Ley de Etiquetado: Los sellos pierden fuerza a 10 años de su debut
Este sábado se cumple una década desde la entrada en vigor de la Ley de Etiquetado de Alimentos, la histórica normativa que introdujo los sellos negros “Alto en” para advertir sobre los excesos de azúcares, grasas saturadas, sodio y calorías en los productos.
A diez años de este hito, un reciente estudio de Activa Research analizó la percepción ciudadana y el impacto real de la medida en el comportamiento de los consumidores chilenos.
Alta valoración, pero menor influencia al comprar
El estudio revela un escenario de contrastes: aunque la normativa goza de un sólido respaldo ciudadano, su capacidad para modificar la intención de compra ha mostrado un retroceso generalizado en comparación con mediciones anteriores.
Valoración general: El 68% de la población mantiene una percepción positiva de los sellos.
El efecto en el carro de compras: La influencia de los sellos al momento de elegir un producto cayó en todas las categorías. Las variaciones muestran que los consumidores se están volviendo menos sensibles a las advertencias:
Categoría de Sello Nivel de influencia actual en la compra
Azúcar 68%
Grasas Saturadas 66%
Sodio 66%
Calorías 66%
¿Qué es lo que más preocupa a los chilenos?
El informe de Activa Research también indagó en qué combinaciones o componentes son percibidos como los más peligrosos para la salud:
El combo más temido: El 52% de los encuestados cree que la combinación de grasas + azúcar es la más dañina de todas.

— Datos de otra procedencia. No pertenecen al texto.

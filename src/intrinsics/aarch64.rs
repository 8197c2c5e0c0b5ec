//! ARMv8 Crypto Extensions implementation.

#![allow(unsafe_code)]

use core::arch::aarch64::*;

/// One AES round with an all-zero round key, which is exactly AESL.
///
/// `AESE` performs SubBytes and ShiftRows (plus the zero key add), `AESMC`
/// performs MixColumns.
///
/// # Safety
///
/// The CPU must support the `neon` and `aes` target features.
#[target_feature(enable = "neon,aes")]
pub(crate) unsafe fn aesl_unchecked(block: &[u8; 16]) -> [u8; 16] {
    let input = vld1q_u8(block.as_ptr());
    let zero_key = vdupq_n_u8(0);
    let after_sub_shift = vaeseq_u8(input, zero_key);
    let result = vaesmcq_u8(after_sub_shift);

    let mut output = [0u8; 16];
    vst1q_u8(output.as_mut_ptr(), result);
    output
}

/// Safe wrapper, available when `neon` and `aes` are compile-time target
/// features.
#[cfg(all(target_feature = "neon", target_feature = "aes"))]
#[inline]
pub fn aesl(block: &[u8; 16]) -> [u8; 16] {
    unsafe { aesl_unchecked(block) }
}

/// XOR-reduce sixteen blocks using NEON (baseline on aarch64).
#[inline]
pub fn xor_reduce_blocks(blocks: &[[u8; 16]; 16]) -> [u8; 16] {
    unsafe { xor_reduce_blocks_impl(blocks) }
}

#[target_feature(enable = "neon")]
unsafe fn xor_reduce_blocks_impl(blocks: &[[u8; 16]; 16]) -> [u8; 16] {
    let mut result = vld1q_u8(blocks[0].as_ptr());
    for block in blocks.iter().skip(1) {
        let block_vec = vld1q_u8(block.as_ptr());
        result = veorq_u8(result, block_vec);
    }

    let mut output = [0u8; 16];
    vst1q_u8(output.as_mut_ptr(), result);
    output
}

#[cfg(test)]
mod tests {
    use super::*;

    #[test]
    fn test_aesl_reference_vector() {
        if !std::arch::is_aarch64_feature_detected!("aes") {
            return;
        }
        let input = [
            0x00, 0x11, 0x22, 0x33, 0x44, 0x55, 0x66, 0x77, 0x88, 0x99, 0xaa, 0xbb, 0xcc, 0xdd,
            0xee, 0xff,
        ];
        let expected = [
            0x63, 0x79, 0xe6, 0xd9, 0xf4, 0x67, 0xfb, 0x76, 0xad, 0x06, 0x3c, 0xf4, 0xd2, 0xeb,
            0x8a, 0xa3,
        ];
        assert_eq!(unsafe { aesl_unchecked(&input) }, expected);
    }
}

Azúcar vs. Grasas: El azúcar por sí solo sigue siendo el principal enemigo percibido (41%), superando a las grasas individuales, que se quedan en el tercer lugar con un 36%.
El factor sodio: Solo un 14% percibe el sello “Alto en sodio” como el más perjudicial.
Evaluación de la normativa: Aporte educativo vs. Impacto en salud
Finalmente, al evaluar el legado de la ley a largo plazo, los chilenos separan el valor educativo de los resultados concretos en el bienestar físico:
Hábitos alimenticios: Un 68% de los encuestados destaca que la ley representa un aporte positivo para generar mejores hábitos en la población.
Impacto en la salud: Un 40% considera que la normativa tiene un “alto aporte” a la salud pública general. Sin embargo, esta cifra encendió una pequeña alerta al caer 5 puntos en relación con la última medición.